You’re waiting to meet a friend in a mall during the busy lunch hour. Scanning the crowds, you spot them walking towards you and wave. Visually identifying and tracking moving objects comes almost effortlessly to us, but it’s far more complicated for computer vision platforms, which aim to help computers ‘see’ the world as we do.
When fed with visual data such as photos or videos, such platforms use algorithms to group clusters of pixels and identify them as a single object. However, following moving objects in real-world settings is a formidable task—an object’s shape and size may shift as it moves, and its colours may vary depending on lighting conditions.
To keep up, computer vision algorithms must not only be fast enough to keep up with real-time video framerates, but accurate enough to lock the right target within their crosshairs.
Some advanced computer vision platforms use convolutional neural networks (CNNs) for object detection. These networks use three-dimensional neural patterns modelled after the visual cortex in animals, allowing them to pick out multiple identifying features to recognise and track a given object. However, CNNs are so powerful that they can start seeing things, sometimes mistakenly labelling ‘ghost’ objects that don’t exist.
To fix this, CNNs use non-maximal suppression (NMS) algorithms that double-check these labels. Unfortunately, that added post-processing layer can significantly slow down the whole process.
Computer scientists have proposed parallelisation—running multiple processes simultaneously—as a potential solution, although they say it’s not a perfect fix. “When processes are running parallel, they can greatly save execution time at the cost of hardware resources," said Bin Zhao, a Senior Research Engineer at A*STAR’s Institute of Microelectronics (IME). "The question is how to reduce those costs.”
Nonetheless, Zhao together with Jie Lin, a Principal Investigator at A*STAR’s Institute for Infocomm Research (I2R), and colleagues hypothesised that parallel processes were still key to boosting CNN processing times in next-generation NMS approaches.

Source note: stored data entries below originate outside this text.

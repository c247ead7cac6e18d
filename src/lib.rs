//! OmniWallet Dashboard Library
//!
//! Client side of the OmniWallet page: resolves the active wallet address,
//! shows its token balances on each supported chain and submits send
//! requests to the wallet backend.

// Public modules - these are the API surface
pub mod config;
pub mod error;
pub mod models;
pub mod traits;
pub mod providers;
pub mod handlers;
pub mod page;
pub mod tracker;
pub mod utils;

#[cfg(test)]
pub(crate) mod test_support;

// Re-export commonly used items for easier access
pub use config::Config;
pub use error::FetchError;
pub use models::{
    asset::{AssetBalance, AssetRow},
    portfolio::{AssetTable, PortfolioResponse},
    region::{ElementId, RegionContent},
    send::{Chain, SendOutcome, SendRequest},
};
pub use traits::{backend::WalletBackend, region_observer::RegionObserver};
pub use providers::http_backend::HttpBackend;
pub use handlers::{
    console::ConsoleRegionObserver,
    html::HtmlSnapshotObserver,
    composite::CompositeRegionObserver,
};
pub use page::Page;
pub use tracker::{
    Dashboard, PlaceholderLoader, PortfolioLoader, ReceiveFlow, TransactionSubmitter,
};

/// Library version
pub const VERSION: &str = env!("CARGO_PKG_VERSION");

/// Result type alias for library functions
pub type Result<T> = std::result::Result<T, anyhow::Error>;
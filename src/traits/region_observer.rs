use async_trait::async_trait;

use crate::models::{ElementId, RegionContent};

/// Handler for page region updates
#[async_trait]
pub trait RegionObserver: Send + Sync {
    /// Called after `region` has been replaced with `content`
    async fn on_region_updated(&self, region: ElementId, content: &RegionContent);
}
//! Core traits for the dashboard

pub mod backend;
pub mod region_observer;

// Re-export for convenience
pub use backend::WalletBackend;
pub use region_observer::RegionObserver;
//! Data models for the dashboard

pub mod asset;
pub mod portfolio;
pub mod region;
pub mod send;

// Re-export for convenience
pub use asset::{AssetBalance, AssetRow};
pub use portfolio::{AssetTable, PortfolioResponse};
pub use region::{ElementId, RegionContent};
pub use send::{Chain, SendOutcome, SendRequest};
use dashmap::DashMap;

use crate::models::ElementId;

/// Proof that a request was the newest for its region when it started
#[derive(Debug, Clone, PartialEq, Eq)]
pub struct Ticket {
    region: ElementId,
    generation: u64,
}

impl Ticket {
    pub fn region(&self) -> ElementId {
        self.region
    }

    pub fn generation(&self) -> u64 {
        self.generation
    }
}

/// Per-region generation counters.
///
/// Every request that will write a region takes a ticket first; a write is
/// applied only if no newer ticket was handed out for the same region.
#[derive(Debug, Default)]
pub struct Generations {
    counters: DashMap<ElementId, u64>,
}

impl Generations {
    pub fn new() -> Self {
        Self::default()
    }

    pub fn begin(&self, region: ElementId) -> Ticket {
        let mut counter = self.counters.entry(region).or_insert(0);
        *counter += 1;
        Ticket { region, generation: *counter }
    }

    /// Run `write` only while `ticket` is current. The counter stays locked
    /// for the duration so no newer ticket can be issued in between.
    pub fn run_if_current<F: FnOnce()>(&self, ticket: &Ticket, write: F) -> bool {
        match self.counters.get(&ticket.region) {
            Some(g) if *g == ticket.generation => {
                write();
                true
            }
            _ => false,
        }
    }
}

#[cfg(test)]
mod tests {
    use super::*;

    #[test]
    fn test_newer_ticket_supersedes() {
        let generations = Generations::new();
        let first = generations.begin(ElementId::SendStatus);
        let second = generations.begin(ElementId::SendStatus);

        assert!(!generations.run_if_current(&first, || {}));
        assert!(generations.run_if_current(&second, || {}));
        assert_eq!(second.generation(), first.generation() + 1);
    }

    #[test]
    fn test_regions_are_independent() {
        let generations = Generations::new();
        let eth = generations.begin(ElementId::EthBalances);
        let _base = generations.begin(ElementId::BaseBalances);
        assert!(generations.run_if_current(&eth, || {}));
    }

    #[test]
    fn test_run_if_current() {
        let generations = Generations::new();
        let stale = generations.begin(ElementId::Address);
        let fresh = generations.begin(ElementId::Address);

        let mut writes = Vec::new();
        assert!(!generations.run_if_current(&stale, || writes.push("stale")));
        assert!(generations.run_if_current(&fresh, || writes.push("fresh")));
        assert_eq!(writes, vec!["fresh"]);
    }
}
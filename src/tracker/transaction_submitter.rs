use std::sync::Arc;

use tracing::{info, warn};

use crate::models::{Chain, ElementId, RegionContent, SendOutcome, SendRequest};
use crate::page::Page;
use crate::traits::backend::WalletBackend;
use crate::utils::format_address;

pub const SENDING: &str = "Sending...";
pub const SENT_PREFIX: &str = "✅ Sent! Tx: ";

/// Status line for a finished submission
pub fn render_outcome(chain: &str, outcome: &SendOutcome) -> RegionContent {
    match outcome {
        SendOutcome::Sent { tx_hash } => {
            let href = match chain.parse::<Chain>() {
                Ok(chain) => format!("{}{}", chain.explorer_tx_url(), tx_hash),
                Err(_) => "#".to_string(),
            };
            RegionContent::Link {
                prefix: SENT_PREFIX.to_string(),
                text: tx_hash.clone(),
                href,
            }
        }
        SendOutcome::Failed(error) => RegionContent::text(format!("❌ {}", error)),
    }
}

/// Submits the send form.
///
/// Inputs are not validated here; the backend decides. Repeated submissions
/// are independent requests, and only the newest one's outcome is shown.
pub struct TransactionSubmitter {
    backend: Arc<dyn WalletBackend>,
    page: Arc<Page>,
}

impl TransactionSubmitter {
    pub fn new(backend: Arc<dyn WalletBackend>, page: Arc<Page>) -> Self {
        Self { backend, page }
    }

    /// Build the request from the current input values
    pub fn read_inputs(&self) -> SendRequest {
        let gas_price = self.page.input(ElementId::SendGasPrice);
        let gas_price_gwei = match gas_price.trim() {
            "" => None,
            text => match text.parse::<f64>() {
                Ok(gwei) => Some(gwei),
                Err(_) => {
                    warn!("Ignoring unparseable gas price: {}", text);
                    None
                }
            },
        };

        SendRequest::from_inputs(
            &self.page.input(ElementId::SendChain),
            &self.page.input(ElementId::SendTo),
            &self.page.input(ElementId::SendAmount),
        )
        .with_gas_price(gas_price_gwei)
    }

    /// Submit whatever the form holds right now
    pub async fn submit(&self) -> SendOutcome {
        self.submit_request(self.read_inputs()).await
    }

    /// Submit a request captured earlier, e.g. at click time
    pub async fn submit_request(&self, request: SendRequest) -> SendOutcome {
        let ticket = self.page.begin(ElementId::SendStatus);
        self.page.commit(&ticket, RegionContent::text(SENDING)).await;

        info!(
            "Sending {} on {} to {}",
            request.amount_eth,
            request.chain,
            format_address(&request.to)
        );

        let outcome = match self.backend.send_transaction(&request).await {
            Ok(outcome) => outcome,
            Err(e) => SendOutcome::Failed(e.to_string()),
        };

        match &outcome {
            SendOutcome::Sent { tx_hash } => info!("Transaction submitted: {}", tx_hash),
            SendOutcome::Failed(error) => warn!("Send failed: {}", error),
        }

        self.page
            .commit(&ticket, render_outcome(&request.chain, &outcome))
            .await;
        outcome
    }
}
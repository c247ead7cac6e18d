use serde_json::Value;

use super::asset::{AssetBalance, AssetRow};
use crate::utils::{format_usd, truthy_text};

/// Parsed answer of `GET /api/portfolio`
#[derive(Debug, Clone, PartialEq)]
pub enum PortfolioResponse {
    /// Error reported by the backend; any items alongside it are ignored
    Error(String),
    Assets(Vec<AssetBalance>),
}

impl PortfolioResponse {
    /// Items are read from `data.items`, then `items`; the first non-empty
    /// list wins.
    pub fn from_json(value: &Value) -> Self {
        if let Some(error) = truthy_text(value.get("error")) {
            return PortfolioResponse::Error(error);
        }

        fn non_empty(v: Option<&Value>) -> Option<&Vec<Value>> {
            v.and_then(Value::as_array).filter(|items| !items.is_empty())
        }

        let items = non_empty(value.get("data").and_then(|d| d.get("items")))
            .or_else(|| non_empty(value.get("items")))
            .map(|items| items.iter().map(AssetBalance::from_json).collect())
            .unwrap_or_default();

        PortfolioResponse::Assets(items)
    }

    pub fn is_empty(&self) -> bool {
        matches!(self, PortfolioResponse::Assets(items) if items.is_empty())
    }
}

/// Balances of one chain as displayed
#[derive(Debug, Clone, PartialEq)]
pub struct AssetTable {
    pub rows: Vec<AssetRow>,
}

impl AssetTable {
    pub fn new(assets: &[AssetBalance]) -> Self {
        Self {
            rows: assets.iter().map(AssetBalance::to_row).collect(),
        }
    }

    /// Sum of priced rows, `None` when no row carries a price
    pub fn total_value(&self) -> Option<f64> {
        self.rows
            .iter()
            .filter_map(|row| row.value)
            .fold(None, |acc, v| Some(acc.unwrap_or(0.0) + v))
    }

    pub fn footer(&self) -> Option<String> {
        self.total_value()
            .map(|total| format!("Total: {}", format_usd(Some(total))))
    }

    pub fn lines(&self) -> Vec<String> {
        let mut lines: Vec<String> = self.rows.iter().map(|row| row.to_string()).collect();
        lines.extend(self.footer());
        lines
    }
}
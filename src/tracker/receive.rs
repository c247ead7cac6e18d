use std::sync::Arc;

use tracing::warn;

use crate::models::{ElementId, RegionContent};
use crate::page::Page;
use crate::traits::backend::WalletBackend;

/// Shows where to send funds to this wallet
pub struct ReceiveFlow {
    backend: Arc<dyn WalletBackend>,
    page: Arc<Page>,
}

impl ReceiveFlow {
    pub fn new(backend: Arc<dyn WalletBackend>, page: Arc<Page>) -> Self {
        Self { backend, page }
    }

    pub async fn show(&self) {
        let ticket = self.page.begin(ElementId::SendStatus);
        let content = match self.backend.fetch_address().await {
            Ok(address) => RegionContent::text(format!("Receive to: {}", address)),
            Err(e) => {
                warn!("Failed to resolve receive address: {}", e);
                RegionContent::text(format!("❌ {}", e))
            }
        };
        self.page.commit(&ticket, content).await;
    }
}
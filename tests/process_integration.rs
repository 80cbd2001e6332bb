//! Integration tests for the triage HTTP API.
//!
//! Each test spins up an Axum server on a random port and drives the real
//! multipart contract with reqwest.

use std::sync::Arc;
use std::time::Duration;

use async_trait::async_trait;
use reqwest::multipart::{Form, Part};
use serde_json::Value;
use tokio::net::TcpListener;
use tokio::time::timeout;

use mail_triage::api::triage_routes;
use mail_triage::error::LlmError;
use mail_triage::llm::{CompletionRequest, CompletionResponse, LlmProvider};
use mail_triage::pipeline::{ArbitrationBridge, Classifier, MessageProcessor, Responder};

/// Maximum time any test is allowed to run before we consider it hung.
const TEST_TIMEOUT: Duration = Duration::from_secs(5);

const MAX_UPLOAD: usize = 64 * 1024;

/// Stub LLM that answers every prompt with the same text.
struct StubLlm {
    reply: &'static str,
}

#[async_trait]
impl LlmProvider for StubLlm {
    fn model_name(&self) -> &str {
        "stub"
    }
    async fn complete(&self, _request: CompletionRequest) -> Result<CompletionResponse, LlmError> {
        Ok(CompletionResponse {
            content: self.reply.to_string(),
        })
    }
}

/// Start a server, return its port.
async fn start_server(processor: MessageProcessor) -> u16 {
    let app = triage_routes(Arc::new(processor), MAX_UPLOAD);

    let listener = TcpListener::bind("127.0.0.1:0").await.unwrap();
    let port = listener.local_addr().unwrap().port();

    tokio::spawn(async move {
        axum::serve(listener, app).await.unwrap();
    });

    // Give the server a moment to start accepting connections.
    tokio::time::sleep(Duration::from_millis(50)).await;

    port
}

fn heuristic_only() -> MessageProcessor {
    MessageProcessor::new(
        Classifier::new(ArbitrationBridge::disabled()),
        Responder::templates_only(),
        MAX_UPLOAD,
    )
}

async fn post_form(port: u16, form: Form) -> (u16, Value) {
    let response = reqwest::Client::new()
        .post(format!("http://127.0.0.1:{port}/process"))
        .multipart(form)
        .send()
        .await
        .expect("request failed");
    let status = response.status().as_u16();
    let body = response.json().await.expect("invalid JSON from server");
    (status, body)
}

const NESTED_EML: &str = concat!(
    "From: cliente@exemplo.com\r\n",
    "Subject: Fwd: pendência\r\n",
    "MIME-Version: 1.0\r\n",
    "Content-Type: multipart/mixed; boundary=\"outer\"\r\n",
    "\r\n",
    "--outer\r\n",
    "Content-Type: message/rfc822\r\n",
    "\r\n",
    "Subject: Original\r\n",
    "Content-Type: text/plain; charset=utf-8\r\n",
    "\r\n",
    "Anexo o protocolo 998877, favor validar.\r\n",
    "--outer--\r\n",
);

#[tokio::test]
async fn health_endpoint() {
    timeout(TEST_TIMEOUT, async {
        let port = start_server(heuristic_only()).await;
        let body: Value = reqwest::get(format!("http://127.0.0.1:{port}/health"))
            .await
            .unwrap()
            .json()
            .await
            .unwrap();
        assert_eq!(body["status"], "ok");
    })
    .await
    .expect("test timed out");
}

#[tokio::test]
async fn nested_eml_is_classified() {
    timeout(TEST_TIMEOUT, async {
        let port = start_server(heuristic_only()).await;
        let form = Form::new().part(
            "email_files",
            Part::bytes(NESTED_EML.as_bytes().to_vec()).file_name("encaminhado.eml"),
        );

        let (status, body) = post_form(port, form).await;
        assert_eq!(status, 200);

        let rows = body["resultados"].as_array().unwrap();
        assert_eq!(rows.len(), 1);
        assert_eq!(rows[0]["categoria"], "Produtivo");
        assert_eq!(rows[0]["linguagem"], "pt");
        let terms: Vec<&str> = rows[0]["termos_relevantes"]
            .as_array()
            .unwrap()
            .iter()
            .map(|t| t.as_str().unwrap())
            .collect();
        assert!(terms.contains(&"protocolo"));
        assert!(terms.len() <= 6);
        let confidence = rows[0]["confianca"].as_f64().unwrap();
        assert!((0.0..=1.0).contains(&confidence));
    })
    .await
    .expect("test timed out");
}

#[tokio::test]
async fn multiple_inputs_keep_order() {
    timeout(TEST_TIMEOUT, async {
        let port = start_server(heuristic_only()).await;
        let form = Form::new()
            .part(
                "email_files",
                Part::bytes(b"Bom dia! Obrigado pela atencao.".to_vec()).file_name("a.txt"),
            )
            .part(
                "email_files",
                Part::bytes(b"ignored".to_vec()).file_name("imagem.png"),
            )
            .text("email_text", "Poderia atualizar o cadastro ate sexta?");

        let (status, body) = post_form(port, form).await;
        assert_eq!(status, 200);

        let rows = body["resultados"].as_array().unwrap();
        assert_eq!(rows.len(), 2);
        assert_eq!(rows[0]["categoria"], "Improdutivo");
        assert_eq!(rows[1]["categoria"], "Produtivo");
    })
    .await
    .expect("test timed out");
}

#[tokio::test]
async fn missing_input_returns_error_json() {
    timeout(TEST_TIMEOUT, async {
        let port = start_server(heuristic_only()).await;
        let form = Form::new().text("observacoes", "só a observação");

        let (status, body) = post_form(port, form).await;
        assert_eq!(status, 400);
        assert_eq!(body["error"], "Envie arquivo(s) .txt/.pdf/.eml ou cole o texto.");
    })
    .await
    .expect("test timed out");
}

#[tokio::test]
async fn unreadable_files_return_error_json() {
    timeout(TEST_TIMEOUT, async {
        let port = start_server(heuristic_only()).await;
        let form = Form::new().part(
            "email_files",
            Part::bytes(b"%PDF-1.4 not really".to_vec()).file_name("quebrado.pdf"),
        );

        let (status, body) = post_form(port, form).await;
        assert_eq!(status, 400);
        assert_eq!(body["error"], "Não foi possível extrair texto válido.");
    })
    .await
    .expect("test timed out");
}

#[tokio::test]
async fn model_reply_and_arbitration_are_used_when_configured() {
    timeout(TEST_TIMEOUT, async {
        let arbiter: Arc<dyn LlmProvider> = Arc::new(StubLlm {
            reply: "Improdutivo",
        });
        let writer: Arc<dyn LlmProvider> = Arc::new(StubLlm {
            reply: "Resposta: Agradecemos o contato! Ficamos à disposição. Abraços.",
        });
        let processor = MessageProcessor::new(
            Classifier::new(ArbitrationBridge::new(Some(arbiter), true)),
            Responder::new(Some(writer)),
            MAX_UPLOAD,
        );
        let port = start_server(processor).await;

        let form = Form::new().text("email_text", "obrigado, pode");
        let (status, body) = post_form(port, form).await;
        assert_eq!(status, 200);

        let row = &body["resultados"][0];
        assert_eq!(row["categoria"], "Improdutivo");
        assert_eq!(row["confianca"], 0.38);
        assert_eq!(row["resposta"], "Agradecemos o contato! Ficamos à disposição.");
    })
    .await
    .expect("test timed out");
}
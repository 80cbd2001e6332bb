//! Plain text from uploaded documents.

use tracing::{debug, warn};

use crate::error::ExtractError;
use crate::mime::decode_text;

/// Extract text from a PDF held in memory.
///
/// `pdf-extract` can panic on malformed input, so the call is isolated with
/// `catch_unwind`.
pub fn extract_pdf_text(bytes: &[u8]) -> Result<String, ExtractError> {
    let result = std::panic::catch_unwind(|| pdf_extract::extract_text_from_mem(bytes));
    match result {
        Ok(Ok(text)) => {
            debug!(chars = text.len(), "Extracted PDF text");
            Ok(text)
        }
        Ok(Err(e)) => Err(ExtractError::Pdf(e.to_string())),
        Err(_) => Err(ExtractError::Pdf(
            "PDF extraction panicked (malformed file)".to_string(),
        )),
    }
}

/// PDF text, or empty text when extraction fails.
pub fn pdf_text_or_empty(bytes: &[u8]) -> String {
    extract_pdf_text(bytes).unwrap_or_else(|e| {
        warn!(error = %e, "PDF extraction failed, treating as empty");
        String::new()
    })
}

/// Text of a document by file extension, or `None` for unsupported types.
///
/// `.txt` is decoded through the byte-decoding tiers, `.pdf` through
/// [`pdf_text_or_empty`].
pub fn document_text(filename: &str, bytes: &[u8]) -> Option<String> {
    let lower = filename.to_lowercase();
    if lower.ends_with(".txt") {
        Some(decode_text(bytes))
    } else if lower.ends_with(".pdf") {
        Some(pdf_text_or_empty(bytes))
    } else {
        None
    }
}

The researchers focused on enhancing MaxPoolNMS, a parallelisable algorithm they had previously developed. The result, dubbed PSRR-MaxpoolNMS, was a new variant that outperformed its predecessors in speed and detection accuracy while being versatile enough to use in any CNN-based object detector.
The team’s new NMS was improved by its ability to combine overlapping ghost objects and process them in batches, thereby rapidly eliminating false objects from detection windows. PSRR-MaxpoolNMS also assigns labels differently compared to its predecessors by drawing boxes directly over target objects. As the algorithm processes the images, boxes move or shrink as ghost objects are identified.
“Compared to previous versions, PSRR-MaxpoolNMS has a reduced number of checking points for relatively large checking windows or anchor boxes,” Zhao said, adding that this supports faster and smoother CNN runs. The team is currently working on reducing the hardware overhead of a proposed Parallel Maxpool for PSRR-MaxpoolNMS.
The A*STAR-affiliated researchers contributing to this research are from the Institute for Infocomm Research (I2R) and the Institute of Microelectronics (IME).